• [The task] The expected output is the complete listing, copied exactly.

• [Listed records]

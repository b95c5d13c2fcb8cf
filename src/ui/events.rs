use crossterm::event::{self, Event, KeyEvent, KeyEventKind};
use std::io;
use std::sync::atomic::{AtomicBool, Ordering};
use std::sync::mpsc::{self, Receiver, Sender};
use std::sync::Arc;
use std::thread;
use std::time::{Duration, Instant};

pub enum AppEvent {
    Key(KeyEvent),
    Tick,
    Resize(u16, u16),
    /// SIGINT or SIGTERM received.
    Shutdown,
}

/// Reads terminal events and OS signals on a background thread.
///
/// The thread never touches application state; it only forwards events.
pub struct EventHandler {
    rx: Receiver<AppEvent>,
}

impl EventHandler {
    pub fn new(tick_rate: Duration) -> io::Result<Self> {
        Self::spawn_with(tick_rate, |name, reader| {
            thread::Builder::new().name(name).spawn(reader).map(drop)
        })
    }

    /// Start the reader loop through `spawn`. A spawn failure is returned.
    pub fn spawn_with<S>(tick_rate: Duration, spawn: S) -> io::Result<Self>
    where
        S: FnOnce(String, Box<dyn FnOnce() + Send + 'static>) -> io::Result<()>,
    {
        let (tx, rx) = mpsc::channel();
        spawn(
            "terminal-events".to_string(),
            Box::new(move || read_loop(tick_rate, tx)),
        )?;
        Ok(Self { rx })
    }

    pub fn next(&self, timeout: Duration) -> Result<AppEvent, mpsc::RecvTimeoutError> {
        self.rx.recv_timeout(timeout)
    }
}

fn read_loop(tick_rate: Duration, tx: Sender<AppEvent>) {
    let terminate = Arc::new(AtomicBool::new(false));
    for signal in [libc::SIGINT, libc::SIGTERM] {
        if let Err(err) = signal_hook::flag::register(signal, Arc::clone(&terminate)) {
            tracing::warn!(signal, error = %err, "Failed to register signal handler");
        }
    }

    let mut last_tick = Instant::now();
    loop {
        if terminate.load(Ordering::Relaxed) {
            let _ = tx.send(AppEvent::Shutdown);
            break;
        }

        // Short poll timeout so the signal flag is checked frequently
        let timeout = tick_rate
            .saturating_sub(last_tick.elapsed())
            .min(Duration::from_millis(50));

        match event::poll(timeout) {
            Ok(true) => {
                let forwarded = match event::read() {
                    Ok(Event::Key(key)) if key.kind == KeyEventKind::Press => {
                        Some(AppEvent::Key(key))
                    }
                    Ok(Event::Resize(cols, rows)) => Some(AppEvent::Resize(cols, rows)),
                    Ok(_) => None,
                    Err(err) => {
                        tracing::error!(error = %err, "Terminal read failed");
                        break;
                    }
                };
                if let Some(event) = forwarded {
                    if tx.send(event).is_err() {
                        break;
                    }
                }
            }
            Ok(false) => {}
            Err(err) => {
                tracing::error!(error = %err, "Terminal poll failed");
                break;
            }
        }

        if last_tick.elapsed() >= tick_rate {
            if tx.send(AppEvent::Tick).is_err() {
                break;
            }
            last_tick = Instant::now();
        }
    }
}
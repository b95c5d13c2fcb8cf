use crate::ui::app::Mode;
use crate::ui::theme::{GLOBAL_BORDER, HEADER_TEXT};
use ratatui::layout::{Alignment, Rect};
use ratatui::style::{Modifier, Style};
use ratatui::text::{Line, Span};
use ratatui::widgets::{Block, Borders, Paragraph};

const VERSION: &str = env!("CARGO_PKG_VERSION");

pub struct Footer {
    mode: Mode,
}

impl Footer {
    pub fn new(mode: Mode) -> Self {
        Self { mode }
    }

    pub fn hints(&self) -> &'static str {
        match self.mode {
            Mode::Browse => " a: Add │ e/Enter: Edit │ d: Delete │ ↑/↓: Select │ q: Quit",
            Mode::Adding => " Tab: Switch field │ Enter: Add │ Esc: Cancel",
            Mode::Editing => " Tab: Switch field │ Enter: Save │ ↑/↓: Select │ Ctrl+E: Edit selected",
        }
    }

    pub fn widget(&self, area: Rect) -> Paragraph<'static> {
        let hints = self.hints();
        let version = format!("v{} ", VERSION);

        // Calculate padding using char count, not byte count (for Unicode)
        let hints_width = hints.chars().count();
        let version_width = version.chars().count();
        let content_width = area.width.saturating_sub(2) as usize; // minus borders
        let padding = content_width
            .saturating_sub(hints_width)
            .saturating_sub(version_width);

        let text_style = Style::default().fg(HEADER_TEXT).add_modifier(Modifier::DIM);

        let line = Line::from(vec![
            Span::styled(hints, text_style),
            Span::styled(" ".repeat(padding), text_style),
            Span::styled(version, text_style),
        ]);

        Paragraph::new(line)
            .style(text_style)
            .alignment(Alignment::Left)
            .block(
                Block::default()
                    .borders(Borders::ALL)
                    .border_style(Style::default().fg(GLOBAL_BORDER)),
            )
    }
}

• [Output for this exercise]
repository b95c5d13c2fcb8cf
filename src/ui/events.rs
use crossterm::event::{self, Event, KeyEvent, KeyEventKind};
use std::io;
use std::sync::atomic::{AtomicBool, Ordering};
use std::sync::mpsc::{self, Receiver, Sender};
use std::sync::Arc;
use std::thread;
use std::time::{Duration, Instant};

pub enum AppEvent {
    Key(KeyEvent),
    Tick,
    Resize(u16, u16),
    /// SIGINT or SIGTERM received.
    Shutdown,
}

/// Reads terminal events and OS signals on a background thread.
///
/// The thread never touches application state; it only forwards events.
pub struct EventHandler {
    rx: Receiver<AppEvent>,
}

impl EventHandler {
    pub fn new(tick_rate: Duration) -> io::Result<Self> {
        Self::spawn_with(tick_rate, |name, reader| {
            thread::Builder::new().name(name).spawn(reader).map(drop)
        })
    }

    /// Start the reader loop through `spawn`. A spawn failure is returned.
    pub fn spawn_with<S>(tick_rate: Duration, spawn: S) -> io::Result<Self>
    where
        S: FnOnce(String, Box<dyn FnOnce() + Send + 'static>) -> io::Result<()>,
    {
        let (tx, rx) = mpsc::channel();
        spawn(
            "terminal-events".to_string(),
            Box::new(move || read_loop(tick_rate, tx)),
        )?;
        Ok(Self { rx })
    }

    pub fn next(&self, timeout: Duration) -> Result<AppEvent, mpsc::RecvTimeoutError> {
        self.rx.recv_timeout(timeout)
    }
}

fn read_loop(tick_rate: Duration, tx: Sender<AppEvent>) {
    let terminate = Arc::new(AtomicBool::new(false));
    for signal in [libc::SIGINT, libc::SIGTERM] {
        if let Err(err) = signal_hook::flag::register(signal, Arc::clone(&terminate)) {
            tracing::warn!(signal, error = %err, "Failed to register signal handler");
        }
    }

    let mut last_tick = Instant::now();
    loop {
        if terminate.load(Ordering::Relaxed) {
            let _ = tx.send(AppEvent::Shutdown);
            break;
        }

        // Short poll timeout so the signal flag is checked frequently
        let timeout = tick_rate
            .saturating_sub(last_tick.elapsed())
            .min(Duration::from_millis(50));

        match event::poll(timeout) {
            Ok(true) => {
                let forwarded = match event::read() {
                    Ok(Event::Key(key)) if key.kind == KeyEventKind::Press => {
                        Some(AppEvent::Key(key))
                    }
                    Ok(Event::Resize(cols, rows)) => Some(AppEvent::Resize(cols, rows)),
                    Ok(_) => None,
                    Err(err) => {
                        tracing::error!(error = %err, "Terminal read failed");
                        break;
                    }
                };
                if let Some(event) = forwarded {
                    if tx.send(event).is_err() {
                        break;
                    }
                }
            }
            Ok(false) => {}
            Err(err) => {
                tracing::error!(error = %err, "Terminal poll failed");
                break;
            }
        }

        if last_tick.elapsed() >= tick_rate {
            if tx.send(AppEvent::Tick).is_err() {
                break;
            }
            last_tick = Instant::now();
        }
    }
}
repository b95c5d13c2fcb8cf
use crate::ui::app::Mode;
use crate::ui::theme::{GLOBAL_BORDER, HEADER_TEXT};
use ratatui::layout::{Alignment, Rect};
use ratatui::style::{Modifier, Style};
use ratatui::text::{Line, Span};
use ratatui::widgets::{Block, Borders, Paragraph};

const VERSION: &str = env!("CARGO_PKG_VERSION");

pub struct Footer {
    mode: Mode,
}

impl Footer {
    pub fn new(mode: Mode) -> Self {
        Self { mode }
    }

    pub fn hints(&self) -> &'static str {
        match self.mode {
            Mode::Browse => " a: Add │ e/Enter: Edit │ d: Delete │ ↑/↓: Select │ q: Quit",
            Mode::Adding => " Tab: Switch field │ Enter: Add │ Esc: Cancel",
            Mode::Editing => " Tab: Switch field │ Enter: Save │ ↑/↓: Select │ Ctrl+E: Edit selected",
        }
    }

    pub fn widget(&self, area: Rect) -> Paragraph<'static> {
        let hints = self.hints();
        let version = format!("v{} ", VERSION);

        // Calculate padding using char count, not byte count (for Unicode)
        let hints_width = hints.chars().count();
        let version_width = version.chars().count();
        let content_width = area.width.saturating_sub(2) as usize; // minus borders
        let padding = content_width
            .saturating_sub(hints_width)
            .saturating_sub(version_width);

        let text_style = Style::default().fg(HEADER_TEXT).add_modifier(Modifier::DIM);

        let line = Line::from(vec![
            Span::styled(hints, text_style),
            Span::styled(" ".repeat(padding), text_style),
            Span::styled(version, text_style),
        ]);

        Paragraph::new(line)
            .style(text_style)
            .alignment(Alignment::Left)
            .block(
                Block::default()
                    .borders(Borders::ALL)
                    .border_style(Style::default().fg(GLOBAL_BORDER)),
            )
    }
}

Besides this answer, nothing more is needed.